TASK OBJECTIVE: Work out the number of lines in the listing that include the string "being". Reply with that number alone.

::::

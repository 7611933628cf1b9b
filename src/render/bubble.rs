use crate::step::StepKind;

use super::{mark, CursorContext, Highlight, LegendEntry, StepRenderer};

/// Highlights compared and swapped neighbours and the sorted tail.
#[derive(Debug, Clone, Copy, Default)]
pub struct BubbleRenderer;

impl StepRenderer for BubbleRenderer {
    fn name(&self) -> &'static str {
        "bubble"
    }

    fn highlights(&self, ctx: &CursorContext<'_>) -> Vec<Highlight> {
        let mut cells = vec![Highlight::None; ctx.width()];
        for step in ctx.shown().iter().filter(|s| s.kind() == StepKind::PassComplete) {
            mark(&mut cells, step.index_list().iter().copied(), Highlight::Sorted);
        }
        if let Some(step) = ctx.step() {
            match step.kind() {
                StepKind::Compare => {
                    mark(&mut cells, step.index_list().iter().copied(), Highlight::Compare)
                }
                StepKind::Swap => {
                    mark(&mut cells, step.index_list().iter().copied(), Highlight::Swap)
                }
                StepKind::EarlyExit | StepKind::Complete => cells.fill(Highlight::Sorted),
                _ => {}
            }
        }
        cells
    }

    fn legend(&self) -> Vec<LegendEntry> {
        vec![
            LegendEntry::new(Highlight::Compare, "adjacent pair being compared"),
            LegendEntry::new(Highlight::Swap, "pair just swapped"),
            LegendEntry::new(Highlight::Sorted, "bubbled into its final position"),
        ]
    }
}
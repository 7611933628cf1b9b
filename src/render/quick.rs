use crate::step::StepKind;

use super::{mark, mark_span, CursorContext, Highlight, LegendEntry, StepRenderer};

/// Highlights the active partition, the pivot, moved items and every
/// position already fixed by an earlier partition.
#[derive(Debug, Clone, Copy, Default)]
pub struct QuickRenderer;

impl StepRenderer for QuickRenderer {
    fn name(&self) -> &'static str {
        "quick"
    }

    fn highlights(&self, ctx: &CursorContext<'_>) -> Vec<Highlight> {
        let mut cells = vec![Highlight::None; ctx.width()];
        let step = ctx.step();

        if let Some(&range) = step.and_then(|s| s.range_list().first()) {
            mark_span(&mut cells, range, Highlight::SearchRange);
        }
        for fixed in ctx.shown().iter().filter(|s| s.kind() == StepKind::MarkSorted) {
            mark(&mut cells, fixed.index_list().iter().copied(), Highlight::Sorted);
        }

        if let Some(step) = step {
            let indices = step.index_list().iter().copied();
            match step.kind() {
                StepKind::PivotSelect => mark(&mut cells, indices, Highlight::Pivot),
                StepKind::PartitionMove => mark(&mut cells, indices, Highlight::Swap),
                StepKind::Complete => cells.fill(Highlight::Sorted),
                _ => {}
            }
        }
        cells
    }

    fn legend(&self) -> Vec<LegendEntry> {
        vec![
            LegendEntry::new(Highlight::Pivot, "pivot chosen for this partition"),
            LegendEntry::new(Highlight::SearchRange, "range being partitioned"),
            LegendEntry::new(Highlight::Swap, "items just relocated"),
            LegendEntry::new(Highlight::Sorted, "pivot or equal group in its final position"),
        ]
    }
}

#[cfg(test)]
mod tests {
    use super::*;
    use crate::algorithms::{QuickSort, SortAlgorithm};
    use crate::collection::Collection;

    #[test]
    fn test_pivot_select_view() {
        let collection = Collection::from_ranks(&[3, 1, 2]).unwrap();
        let trace = SortAlgorithm::Quick(QuickSort::default()).run(&collection).unwrap();
        let cells = QuickRenderer.highlights(&CursorContext::new(&trace, 1));
        assert_eq!(cells, vec![Highlight::Pivot, Highlight::SearchRange, Highlight::SearchRange]);
    }

    #[test]
    fn test_fixed_positions_stay_sorted() {
        let collection = Collection::from_ranks(&[1, 2, 3]).unwrap();
        let trace = SortAlgorithm::Quick(QuickSort::default()).run(&collection).unwrap();
        // PIVOT_SELECT, MARK_SORTED, then the second PIVOT_SELECT.
        let cells = QuickRenderer.highlights(&CursorContext::new(&trace, 3));
        assert_eq!(cells, vec![Highlight::Sorted, Highlight::Pivot, Highlight::SearchRange]);
    }
}
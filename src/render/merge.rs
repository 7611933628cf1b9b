use crate::step::StepKind;

use super::{mark, mark_span, CursorContext, Highlight, LegendEntry, StepRenderer};

/// Highlights split halves, the merge output range and placed items.
#[derive(Debug, Clone, Copy, Default)]
pub struct MergeRenderer;

impl StepRenderer for MergeRenderer {
    fn name(&self) -> &'static str {
        "merge"
    }

    fn highlights(&self, ctx: &CursorContext<'_>) -> Vec<Highlight> {
        let mut cells = vec![Highlight::None; ctx.width()];
        let Some(step) = ctx.step() else {
            return cells;
        };
        match step.kind() {
            StepKind::Split => {
                for &range in step.range_list() {
                    mark_span(&mut cells, range, Highlight::SearchRange);
                }
            }
            StepKind::Merge => {
                let placed = step.index_list().first();
                if let (Some(range), Some(&placed)) = (step.range_list().first(), placed) {
                    mark(&mut cells, range.start..placed, Highlight::Merged);
                    mark(&mut cells, [placed], Highlight::Insert);
                }
            }
            StepKind::MarkSorted => {
                mark(&mut cells, step.index_list().iter().copied(), Highlight::Merged)
            }
            StepKind::Complete => cells.fill(Highlight::Sorted),
            _ => {}
        }
        cells
    }

    fn legend(&self) -> Vec<LegendEntry> {
        vec![
            LegendEntry::new(Highlight::SearchRange, "halves of the range being split"),
            LegendEntry::new(Highlight::Merged, "already merged into the output range"),
            LegendEntry::new(Highlight::Insert, "item just placed"),
            LegendEntry::new(Highlight::Sorted, "fully sorted"),
        ]
    }
}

::::

ANSWER BOX: 3